- Getty/Alex Wong
- AT&T is pushing back against the US government’s attempt to block it’s acquisition of Time Warner.
- AT&T CEO Randall Stephenson cited the power of Silicon Valley companies like Google, Facebook Amazon and Netflix to defend against the idea that the deal would hurt competition.
- “This defies logic,” Stephenson said.
Here’s a surprise: an old media CEO citing the growing power of new media to try and get his away.
On Monday, AT&T CEO Randall Stephenson responded to the US government’s attempt to block it’s acquisition of Time Warner, citing giants like Amazon, Google, Facebook and Netflix as examples of companies with expanding clout.
Essentially, Stephenson’s argument to the US Department of Justice was: you think AT&T buying Time Warner is going to create a monopoly? What planet are you on? Our little $85 billion deal is peanuts compared to the disruptive power of those global juggernauts.
Stephenson said at a press conference that digital media companies like Facebook and Google deliver content “to literally billions of customers.”

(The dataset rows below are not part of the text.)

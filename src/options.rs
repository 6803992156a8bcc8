//! Host-supplied tunables.

use serde::{Deserialize, Serialize};

use crate::error::Result;
use crate::input::{ScrollSettings, CLICK_THRESHOLD_PX, DRAG_SETTLE_MS, WHEEL_SENSITIVITY};
use crate::layout::{DEFAULT_BUFFER_CELLS, MAX_VISIBLE_CELLS, RESIZE_DEBOUNCE_MS};
use crate::render::DEFAULT_TILE_CACHE_CAPACITY;

/// Options accepted by the session and the wasm viewer.
///
/// Every field has a default, so `{}` (or `undefined` from JS) is valid input.
#[derive(Debug, Clone, PartialEq, Serialize, Deserialize)]
#[serde(default, rename_all = "camelCase")]
pub struct GridOptions {
    /// Extra rings of cells mounted around the viewport.
    pub buffer_cells: u32,
    /// Upper bound on mounted cells.
    pub max_cells: usize,
    pub wheel_sensitivity: f64,
    pub click_threshold_px: f64,
    pub drag_settle_ms: f64,
    pub resize_debounce_ms: f64,
    /// Distance outside the viewport at which images start loading.
    /// `None` means one cell pitch.
    pub lazy_margin_px: Option<f64>,
    pub seed: u32,
    pub tile_cache_capacity: usize,
}

impl Default for GridOptions {
    fn default() -> Self {
        Self {
            buffer_cells: DEFAULT_BUFFER_CELLS,
            max_cells: MAX_VISIBLE_CELLS,
            wheel_sensitivity: WHEEL_SENSITIVITY,
            click_threshold_px: CLICK_THRESHOLD_PX,
            drag_settle_ms: DRAG_SETTLE_MS,
            resize_debounce_ms: RESIZE_DEBOUNCE_MS,
            lazy_margin_px: None,
            seed: 0,
            tile_cache_capacity: DEFAULT_TILE_CACHE_CAPACITY,
        }
    }
}

impl GridOptions {
    pub fn from_json(json: &str) -> Result<Self> {
        let options: GridOptions = serde_json::from_str(json)?;
        Ok(options.sanitized())
    }

    #[cfg(target_arch = "wasm32")]
    pub fn from_js(value: wasm_bindgen::JsValue) -> Result<Self> {
        if value.is_undefined() || value.is_null() {
            return Ok(Self::default());
        }
        let options: GridOptions = serde_wasm_bindgen::from_value(value)?;
        Ok(options.sanitized())
    }

    /// Replace values that would break the grid with their defaults.
    ///
    /// `max_cells` is raised to at least one cell, non-finite or negative
    /// tunables fall back, and a zero sensitivity is kept (it disables wheel pan).
    #[must_use]
    pub fn sanitized(mut self) -> Self {
        let defaults = Self::default();
        self.max_cells = self.max_cells.max(1);
        if !self.wheel_sensitivity.is_finite() || self.wheel_sensitivity < 0.0 {
            self.wheel_sensitivity = defaults.wheel_sensitivity;
        }
        if !self.click_threshold_px.is_finite() || self.click_threshold_px <= 0.0 {
            self.click_threshold_px = defaults.click_threshold_px;
        }
        if !self.drag_settle_ms.is_finite() || self.drag_settle_ms < 0.0 {
            self.drag_settle_ms = defaults.drag_settle_ms;
        }
        if !self.resize_debounce_ms.is_finite() || self.resize_debounce_ms < 0.0 {
            self.resize_debounce_ms = defaults.resize_debounce_ms;
        }
        self.lazy_margin_px = self
            .lazy_margin_px
            .filter(|margin| margin.is_finite() && *margin >= 0.0);
        self
    }

    pub fn scroll_settings(&self) -> ScrollSettings {
        ScrollSettings {
            wheel_sensitivity: self.wheel_sensitivity,
            click_threshold_px: self.click_threshold_px,
            settle_ms: self.drag_settle_ms,
        }
    }
}

#[cfg(test)]
mod tests {
    use super::*;

    #[test]
    fn test_empty_object_uses_defaults() {
        let options = GridOptions::from_json("{}");
        assert!(matches!(options, Ok(ref o) if *o == GridOptions::default()));
    }

    #[test]
    fn test_camel_case_fields() {
        let options = GridOptions::from_json(r#"{"bufferCells": 4, "seed": 9, "lazyMarginPx": 120}"#);
        let Ok(options) = options else {
            panic!("options should parse");
        };
        assert_eq!(options.buffer_cells, 4);
        assert_eq!(options.seed, 9);
        assert_eq!(options.lazy_margin_px, Some(120.0));
    }

    #[test]
    fn test_sanitized_clamps_bad_values() {
        let options = GridOptions {
            max_cells: 0,
            click_threshold_px: -1.0,
            drag_settle_ms: f64::NAN,
            lazy_margin_px: Some(f64::INFINITY),
            ..GridOptions::default()
        }
        .sanitized();
        assert_eq!(options.max_cells, 1);
        assert!((options.click_threshold_px - CLICK_THRESHOLD_PX).abs() < f64::EPSILON);
        assert!((options.drag_settle_ms - DRAG_SETTLE_MS).abs() < f64::EPSILON);
        assert_eq!(options.lazy_margin_px, None);
    }

    #[test]
    fn test_malformed_json_is_an_error() {
        assert!(GridOptions::from_json("{").is_err());
    }
}
use serde::{Deserialize, Deserializer, Serialize};
use std::rc::Rc;

/// Shared, immutable photo list.
///
/// Swapping the list means replacing the `Rc`; nothing ever mutates a list in
/// place, so every tile resolution sees one consistent snapshot.
pub type PhotoList = Rc<[PhotoRecord]>;

/// One photograph that can be assigned to grid cells.
#[derive(Debug, Clone, PartialEq, Serialize, Deserialize)]
#[serde(rename_all = "camelCase")]
pub struct PhotoRecord {
    #[serde(deserialize_with = "string_or_number")]
    pub id: String,
    /// URL (or any `src`-compatible reference) of the image.
    #[serde(alias = "src", alias = "image_ref")]
    pub image_ref: String,
    #[serde(default, skip_serializing_if = "Option::is_none")]
    pub alt: Option<String>,
    #[serde(default, skip_serializing_if = "Option::is_none")]
    pub metadata: Option<PhotoMetadata>,
}

impl PhotoRecord {
    pub fn new(id: impl Into<String>, image_ref: impl Into<String>) -> Self {
        Self {
            id: id.into(),
            image_ref: image_ref.into(),
            alt: None,
            metadata: None,
        }
    }

    /// Alt text for the `<img>`, falling back to the id.
    pub fn alt_text(&self) -> String {
        match &self.alt {
            Some(alt) => alt.clone(),
            None => format!("Photo {}", self.id),
        }
    }

    /// Labelled metadata rows for a detail view, in display order.
    pub fn detail_rows(&self) -> Vec<(&'static str, String)> {
        self.metadata
            .as_ref()
            .map(PhotoMetadata::detail_rows)
            .unwrap_or_default()
    }
}

/// Optional shooting details shown alongside a photo.
#[derive(Debug, Clone, Default, PartialEq, Serialize, Deserialize)]
#[serde(rename_all = "camelCase")]
pub struct PhotoMetadata {
    #[serde(default, skip_serializing_if = "Option::is_none")]
    pub date: Option<String>,
    #[serde(
        default,
        alias = "shutter_speed",
        deserialize_with = "opt_string_or_number",
        skip_serializing_if = "Option::is_none"
    )]
    pub shutter_speed: Option<String>,
    #[serde(
        default,
        deserialize_with = "opt_string_or_number",
        skip_serializing_if = "Option::is_none"
    )]
    pub iso: Option<String>,
    #[serde(
        default,
        alias = "focal_length",
        deserialize_with = "opt_string_or_number",
        skip_serializing_if = "Option::is_none"
    )]
    pub focal_length: Option<String>,
    #[serde(
        default,
        deserialize_with = "opt_string_or_number",
        skip_serializing_if = "Option::is_none"
    )]
    pub aperture: Option<String>,
    #[serde(default, alias = "camera_info", skip_serializing_if = "Option::is_none")]
    pub camera_info: Option<String>,
    #[serde(
        default,
        alias = "is_black_white",
        deserialize_with = "opt_flag",
        skip_serializing_if = "Option::is_none"
    )]
    pub is_black_white: Option<bool>,
    #[serde(default, alias = "category_name", skip_serializing_if = "Option::is_none")]
    pub category_name: Option<String>,
}

impl PhotoMetadata {
    pub fn is_empty(&self) -> bool {
        self.detail_rows().is_empty()
    }

    pub fn detail_rows(&self) -> Vec<(&'static str, String)> {
        let mut rows = Vec::new();
        let mut push = |label: &'static str, value: &Option<String>| {
            if let Some(value) = value.as_deref().filter(|v| !v.is_empty()) {
                rows.push((label, value.to_string()));
            }
        };
        push("Date", &self.date);
        push("Shutter Speed", &self.shutter_speed);
        push("ISO", &self.iso);
        push("Focal Length", &self.focal_length);
        push("Aperture", &self.aperture);
        push("Camera", &self.camera_info);
        if let Some(bw) = self.is_black_white {
            let kind = if bw { "Black & White" } else { "Color" };
            rows.push(("Type", kind.to_string()));
        }
        if let Some(category) = self.category_name.as_deref().filter(|c| !c.is_empty()) {
            rows.push(("Category", category.to_string()));
        }
        rows
    }
}

/// Row shape returned by the photo backend (`GET /api/photos`).
#[derive(Debug, Clone, Deserialize)]
pub struct ApiPhoto {
    #[serde(deserialize_with = "string_or_number")]
    pub id: String,
    pub filename: String,
    #[serde(flatten)]
    pub metadata: PhotoMetadata,
}

impl ApiPhoto {
    /// Build a grid record, serving the file from `{uploads_base}/uploads/`.
    pub fn into_record(self, uploads_base: &str) -> PhotoRecord {
        let base = uploads_base.trim_end_matches('/');
        let metadata = if self.metadata.is_empty() {
            None
        } else {
            Some(self.metadata)
        };
        PhotoRecord {
            alt: Some(format!("Photo {}", self.id)),
            image_ref: format!("{base}/uploads/{}", self.filename),
            id: self.id,
            metadata,
        }
    }
}

/// Parse a JSON array of [`PhotoRecord`]s.
pub fn parse_photo_list(json: &str) -> crate::error::Result<Vec<PhotoRecord>> {
    Ok(serde_json::from_str(json)?)
}

/// Parse a JSON array of backend rows and convert them to records.
pub fn parse_api_photo_list(json: &str, uploads_base: &str) -> crate::error::Result<Vec<PhotoRecord>> {
    let rows: Vec<ApiPhoto> = serde_json::from_str(json)?;
    Ok(rows
        .into_iter()
        .map(|row| row.into_record(uploads_base))
        .collect())
}

/// Read a photo list from disk: backend rows when `uploads_base` is given,
/// [`PhotoRecord`]s otherwise.
pub fn read_photo_file(
    path: impl AsRef<std::path::Path>,
    uploads_base: Option<&str>,
) -> crate::error::Result<Vec<PhotoRecord>> {
    let json = std::fs::read_to_string(path)?;
    match uploads_base {
        Some(base) => parse_api_photo_list(&json, base),
        None => parse_photo_list(&json),
    }
}

#[derive(Deserialize)]
#[serde(untagged)]
enum Scalar {
    Text(String),
    Int(i64),
    Float(f64),
    Flag(bool),
}

impl Scalar {
    fn into_text(self) -> String {
        match self {
            Self::Text(s) => s,
            Self::Int(n) => n.to_string(),
            Self::Float(f) => f.to_string(),
            Self::Flag(b) => b.to_string(),
        }
    }
}

fn string_or_number<'de, D: Deserializer<'de>>(deserializer: D) -> Result<String, D::Error> {
    Scalar::deserialize(deserializer).map(Scalar::into_text)
}

fn opt_string_or_number<'de, D: Deserializer<'de>>(
    deserializer: D,
) -> Result<Option<String>, D::Error> {
    Ok(Option::<Scalar>::deserialize(deserializer)?.map(Scalar::into_text))
}

// SQLite hands booleans back as 0/1.
fn opt_flag<'de, D: Deserializer<'de>>(deserializer: D) -> Result<Option<bool>, D::Error> {
    Ok(match Option::<Scalar>::deserialize(deserializer)? {
        Some(Scalar::Flag(b)) => Some(b),
        Some(Scalar::Int(n)) => Some(n != 0),
        Some(Scalar::Float(f)) => Some(f.abs() > f64::EPSILON),
        Some(Scalar::Text(s)) => match s.as_str() {
            "1" | "true" => Some(true),
            "0" | "false" => Some(false),
            _ => None,
        },
        None => None,
    })
}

And Amazon and Netflix are spending billions on content, and going around traditional media distributors.
“This comes at a time when the communications and media industries are going through rather radical change,” Stephenson said. “Massive, large scale internet companies with market caps in the hundreds of billions of dollars are creating tons of original content, and they’re distributing it directly to the consumer. This is disrupting both industries … and it’s being done at a level and a pace that most of us could not of conceived of five years ago.”

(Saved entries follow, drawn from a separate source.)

//! DOM tile surface (wasm32 only).
//!
//! Structure inside the host container:
//!
//! ```text
//! div.photogrid-surface          (clips, receives input)
//! └─ div.photogrid-layer         (translated by the pan offset)
//!    └─ div.photogrid-tile       (absolutely positioned, one per mounted cell)
//!       └─ img.photogrid-tile__img
//! ```
//!
//! Tiles are placed in lattice coordinates once; panning only rewrites the
//! layer's `transform`. Images get their `src` lazily from `begin_loading`.

use std::collections::HashMap;

use js_sys::Function;
use wasm_bindgen::prelude::*;
use web_sys::{Document, HtmlDivElement, HtmlElement, HtmlImageElement};

use super::backend::TileSurface;
use super::grid::{container_transform, LoadState, PlacedTile, RenderPlan, TileRect};
use crate::error::{PhotoGridError, Result};
use crate::types::{CellCoordinate, ScrollOffset};

pub const SURFACE_CLASS: &str = "photogrid-surface";
pub const LAYER_CLASS: &str = "photogrid-layer";
pub const TILE_CLASS: &str = "photogrid-tile";
pub const IMAGE_CLASS: &str = "photogrid-tile__img";
pub const LOADED_CLASS: &str = "photogrid-tile--loaded";
pub const FAILED_CLASS: &str = "photogrid-tile--failed";

/// Attributes on each `<img>` that identify its cell in load/error events.
pub const ROW_ATTR: &str = "data-row";
pub const COL_ATTR: &str = "data-col";

fn dom_err(what: &'static str) -> impl Fn(JsValue) -> PhotoGridError {
    move |value| PhotoGridError::Dom(format!("{what}: {value:?}"))
}

struct TileNode {
    wrapper: HtmlDivElement,
    img: HtmlImageElement,
    /// Image URL assigned when loading starts.
    src: String,
}

/// Tile surface backed by real DOM elements.
pub struct DomSurface {
    document: Document,
    surface: HtmlDivElement,
    layer: HtmlDivElement,
    tiles: HashMap<CellCoordinate, TileNode>,
    /// `load` and `error` listeners attached to every tile image.
    image_handlers: Option<(Function, Function)>,
}

impl DomSurface {
    /// Build the surface inside `container`.
    pub fn new(container: &HtmlElement) -> Result<Self> {
        let document = web_sys::window()
            .and_then(|window| window.document())
            .ok_or_else(|| PhotoGridError::Dom("no document".to_string()))?;

        let surface = create_div(&document)?;
        surface.set_class_name(SURFACE_CLASS);
        let style = surface.style();
        let _ = style.set_property("position", "relative");
        let _ = style.set_property("overflow", "hidden");
        let _ = style.set_property("width", "100%");
        let _ = style.set_property("height", "100%");
        let _ = style.set_property("touch-action", "none");
        let _ = style.set_property("user-select", "none");
        let _ = style.set_property("cursor", "grab");

        let layer = create_div(&document)?;
        layer.set_class_name(LAYER_CLASS);
        let style = layer.style();
        let _ = style.set_property("position", "absolute");
        let _ = style.set_property("top", "0");
        let _ = style.set_property("left", "0");
        let _ = style.set_property("will-change", "transform");
        let _ = style.set_property("transform", &container_transform(ScrollOffset::ORIGIN));

        surface
            .append_child(&layer)
            .map_err(dom_err("append layer"))?;
        container
            .append_child(&surface)
            .map_err(dom_err("append surface"))?;

        Ok(Self {
            document,
            surface,
            layer,
            tiles: HashMap::new(),
            image_handlers: None,
        })
    }

    /// Listeners for tile image `load`/`error` events, applied to tiles
    /// created from now on. They find the cell through [`cell_from_image`].
    pub fn set_image_handlers(&mut self, on_load: Function, on_error: Function) {
        self.image_handlers = Some((on_load, on_error));
    }

    /// Element that receives pointer input.
    pub fn surface(&self) -> &HtmlDivElement {
        &self.surface
    }

    /// Viewport size of the surface in CSS pixels.
    pub fn client_size(&self) -> (f64, f64) {
        let rect = self.surface.get_bounding_client_rect();
        (rect.width(), rect.height())
    }

    /// Detach the surface from its container.
    pub fn unmount(&mut self) {
        self.clear();
        self.surface.remove();
    }

    fn create_tile(&self, tile: &PlacedTile) -> Result<TileNode> {
        let wrapper = create_div(&self.document)?;
        wrapper.set_class_name(TILE_CLASS);
        let style = wrapper.style();
        let _ = style.set_property("position", "absolute");
        let _ = style.set_property("overflow", "hidden");
        place(&wrapper, &tile.rect);

        let img = self
            .document
            .create_element("img")
            .map_err(dom_err("create img"))?
            .dyn_into::<HtmlImageElement>()
            .map_err(|_| PhotoGridError::Dom("img is not an HtmlImageElement".to_string()))?;
        img.set_class_name(IMAGE_CLASS);
        img.set_alt(&tile.photo.alt_text());
        img.set_draggable(false);
        let _ = img.set_attribute(ROW_ATTR, &tile.cell.row.to_string());
        let _ = img.set_attribute(COL_ATTR, &tile.cell.col.to_string());
        let style = img.style();
        let _ = style.set_property("width", "100%");
        let _ = style.set_property("height", "100%");
        let _ = style.set_property("object-fit", "cover");
        let _ = style.set_property("pointer-events", "none");
        if let Some((on_load, on_error)) = &self.image_handlers {
            img.add_event_listener_with_callback("load", on_load)
                .map_err(dom_err("image load listener"))?;
            img.add_event_listener_with_callback("error", on_error)
                .map_err(dom_err("image error listener"))?;
        }

        wrapper.append_child(&img).map_err(dom_err("append img"))?;
        self.layer
            .append_child(&wrapper)
            .map_err(dom_err("append tile"))?;

        Ok(TileNode {
            wrapper,
            img,
            src: tile.photo.image_ref.clone(),
        })
    }

    fn remove_tile(&self, node: &TileNode) {
        detach(node, self.image_handlers.as_ref());
    }
}

impl TileSurface for DomSurface {
    fn apply_plan(&mut self, plan: &RenderPlan) -> Result<()> {
        for cell in &plan.removed {
            if let Some(node) = self.tiles.remove(cell) {
                self.remove_tile(&node);
            }
        }
        for tile in &plan.added {
            let node = self.create_tile(tile)?;
            if let Some(old) = self.tiles.insert(tile.cell, node) {
                self.remove_tile(&old);
            }
        }
        for tile in &plan.changed {
            let Some(node) = self.tiles.get_mut(&tile.cell) else {
                continue;
            };
            place(&node.wrapper, &tile.rect);
            if tile.reload {
                node.src = tile.photo.image_ref.clone();
                node.img.set_alt(&tile.photo.alt_text());
                let _ = node.img.remove_attribute("src");
                let classes = node.wrapper.class_list();
                let _ = classes.remove_2(LOADED_CLASS, FAILED_CLASS);
            }
        }
        Ok(())
    }

    fn set_offset(&mut self, offset: ScrollOffset) {
        let _ = self
            .layer
            .style()
            .set_property("transform", &container_transform(offset));
    }

    fn begin_loading(&mut self, cells: &[CellCoordinate]) -> Result<()> {
        for cell in cells {
            if let Some(node) = self.tiles.get(cell) {
                node.img.set_src(&node.src);
            }
        }
        Ok(())
    }

    fn show_load_state(&mut self, cell: CellCoordinate, state: LoadState) {
        let Some(node) = self.tiles.get(&cell) else {
            return;
        };
        let classes = node.wrapper.class_list();
        let _ = match state {
            LoadState::Loaded => classes.add_1(LOADED_CLASS),
            LoadState::Failed => classes.add_1(FAILED_CLASS),
            LoadState::Pending | LoadState::Loading => classes.remove_2(LOADED_CLASS, FAILED_CLASS),
        };
    }

    fn clear(&mut self) {
        for (_, node) in self.tiles.drain() {
            detach(&node, self.image_handlers.as_ref());
        }
    }
}

/// Cell encoded on a tile image by [`DomSurface`].
pub fn cell_from_image(img: &web_sys::Element) -> Option<CellCoordinate> {
    let row = img.get_attribute(ROW_ATTR)?.parse().ok()?;
    let col = img.get_attribute(COL_ATTR)?.parse().ok()?;
    Some(CellCoordinate::new(row, col))
}

fn create_div(document: &Document) -> Result<HtmlDivElement> {
    document
        .create_element("div")
        .map_err(dom_err("create div"))?
        .dyn_into::<HtmlDivElement>()
        .map_err(|_| PhotoGridError::Dom("div is not an HtmlDivElement".to_string()))
}

fn detach(node: &TileNode, handlers: Option<&(Function, Function)>) {
    if let Some((on_load, on_error)) = handlers {
        let _ = node
            .img
            .remove_event_listener_with_callback("load", on_load);
        let _ = node
            .img
            .remove_event_listener_with_callback("error", on_error);
    }
    node.wrapper.remove();
}

fn place(element: &HtmlDivElement, rect: &TileRect) {
    let style = element.style();
    let _ = style.set_property("left", &format!("{}px", rect.left));
    let _ = style.set_property("top", &format!("{}px", rect.top));
    let _ = style.set_property("width", &format!("{}px", rect.width));
    let _ = style.set_property("height", &format!("{}px", rect.height));
}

Given those conditions, AT&T and Time Warner are far from a monopoly, Stephenson argued.
“And the government contends that AT&T, with 25 million TV customers, and Turner, with a single digit share of all media watched, will have unlawful market power,” he said. “This defies logic and is unprecedented.”

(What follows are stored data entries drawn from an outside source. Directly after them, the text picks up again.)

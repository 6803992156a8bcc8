//! Pointer, wheel, click, resize and image event handlers for `PhotoGridView`.
//!
//! All methods here are `pub(crate)` helpers called from the listeners
//! registered in `mod.rs`. Coordinates are relative to the grid surface.

#[cfg(target_arch = "wasm32")]
use js_sys::{Array, Function};
#[cfg(target_arch = "wasm32")]
use std::cell::RefCell;
#[cfg(target_arch = "wasm32")]
use std::rc::Rc;
#[cfg(target_arch = "wasm32")]
use wasm_bindgen::prelude::*;
#[cfg(target_arch = "wasm32")]
use web_sys::{Event, WheelEvent};

#[cfg(target_arch = "wasm32")]
use super::{now_ms, PhotoGridView, SharedState};
#[cfg(target_arch = "wasm32")]
use crate::input::{MoveOutcome, PointerKind};
#[cfg(target_arch = "wasm32")]
use crate::render::dom::cell_from_image;
#[cfg(target_arch = "wasm32")]
use crate::render::{LoadState, TileSurface};
#[cfg(target_arch = "wasm32")]
use crate::types::{PhotoRecord, Point, ViewportSize};

/// Pixels per line for `DOM_DELTA_LINE` wheel events.
#[cfg(target_arch = "wasm32")]
const WHEEL_LINE_PX: f64 = 16.0;

#[cfg(target_arch = "wasm32")]
impl PhotoGridView {
    pub(crate) fn internal_pointer_down(
        state: &Rc<RefCell<SharedState>>,
        x: f64,
        y: f64,
        kind: PointerKind,
    ) {
        let mut s = state.borrow_mut();
        if s.destroyed {
            return;
        }
        s.session
            .controller_mut()
            .on_pointer_down(Point::new(x, y), kind, now_ms());
        let _ = s.surface.surface().style().set_property("cursor", "grabbing");
    }

    pub(crate) fn internal_pointer_move(state: &Rc<RefCell<SharedState>>, x: f64, y: f64) {
        let outcome = {
            let mut s = state.borrow_mut();
            if s.destroyed {
                return;
            }
            let outcome = s
                .session
                .controller_mut()
                .on_pointer_move(Point::new(x, y), now_ms());
            if let MoveOutcome::Committed(_) = outcome {
                Self::render_state(&mut s);
            }
            outcome
        };
        if outcome.needs_frame() {
            Self::request_frame(state);
        }
    }

    pub(crate) fn internal_pointer_up(state: &Rc<RefCell<SharedState>>) {
        let mut s = state.borrow_mut();
        if s.destroyed {
            return;
        }
        s.session.controller_mut().on_pointer_up(now_ms());
        let _ = s.surface.surface().style().set_property("cursor", "grab");
    }

    pub(crate) fn internal_wheel(state: &Rc<RefCell<SharedState>>, event: &WheelEvent) {
        let outcome = {
            let mut s = state.borrow_mut();
            if s.destroyed {
                return;
            }
            let scale = match event.delta_mode() {
                WheelEvent::DOM_DELTA_LINE => WHEEL_LINE_PX,
                WheelEvent::DOM_DELTA_PAGE => s.session.viewport().height,
                _ => 1.0,
            };
            s.session.controller_mut().on_wheel(
                event.delta_x() * scale,
                event.delta_y() * scale,
                now_ms(),
            )
        };
        if outcome.needs_frame() {
            Self::request_frame(state);
        }
    }

    pub(crate) fn internal_click(state: &Rc<RefCell<SharedState>>, x: f64, y: f64) {
        let (photo, callback) = {
            let mut s = state.borrow_mut();
            if s.destroyed {
                return;
            }
            let Some(callback) = s.click_callback.clone() else {
                return;
            };
            (s.session.click(Point::new(x, y), now_ms()), callback)
        };
        if let Some(photo) = photo {
            Self::invoke_click_callback(&callback, &photo);
        }
    }

    pub(crate) fn invoke_click_callback(callback: &Function, photo: &PhotoRecord) {
        let value = match serde_wasm_bindgen::to_value(photo) {
            Ok(value) => value,
            Err(e) => {
                tracing::warn!(error = %e, "failed to serialize clicked photo");
                return;
            }
        };
        let details = Array::new();
        for (label, text) in photo.detail_rows() {
            let row = Array::of2(&JsValue::from_str(label), &JsValue::from_str(&text));
            details.push(&row);
        }
        let _ = callback.call2(&JsValue::NULL, &value, &details);
    }

    pub(crate) fn internal_window_resize(state: &Rc<RefCell<SharedState>>) {
        let viewport = {
            let s = state.borrow();
            if s.destroyed {
                return;
            }
            let (width, height) = s.surface.client_size();
            ViewportSize::new(width, height)
        };
        Self::internal_resize(state, viewport);
    }

    /// Apply a new viewport now and arm the debounce for the geometry change.
    pub(crate) fn internal_resize(state: &Rc<RefCell<SharedState>>, viewport: ViewportSize) {
        {
            let mut s = state.borrow_mut();
            if s.destroyed {
                return;
            }
            s.session.resize(viewport, now_ms());
            Self::render_state(&mut s);
        }
        Self::schedule_resize_timeout(state);
    }

    pub(crate) fn internal_image_event(state: &Rc<RefCell<SharedState>>, event: &Event, loaded: bool) {
        let Some(cell) = event
            .target()
            .and_then(|target| target.dyn_into::<web_sys::Element>().ok())
            .and_then(|element| cell_from_image(&element))
        else {
            return;
        };
        let mut s = state.borrow_mut();
        if s.destroyed {
            return;
        }
        let (mounted, load_state) = if loaded {
            (s.session.mark_loaded(cell), LoadState::Loaded)
        } else {
            (s.session.mark_failed(cell), LoadState::Failed)
        };
        if mounted {
            s.surface.show_load_state(cell, load_state);
        }
    }
}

Interestingly, there is a precedent for a merger between traditional players citing the competitive power of tech giants to argue its case. And it didn’t work.
Last year, Staples and Office Depot called off a potential $6 billion merger, despite arguing that Amazon’s position in selling office supply goods would keep the market competitive.
Since then, Amazon’s power has only grown in retail. And the same can be said for Netflix, Google (with YouTube) and Amazon’s disruptive power to the traditional television industry (witness lower TV ratings, cord-cutting, etc.)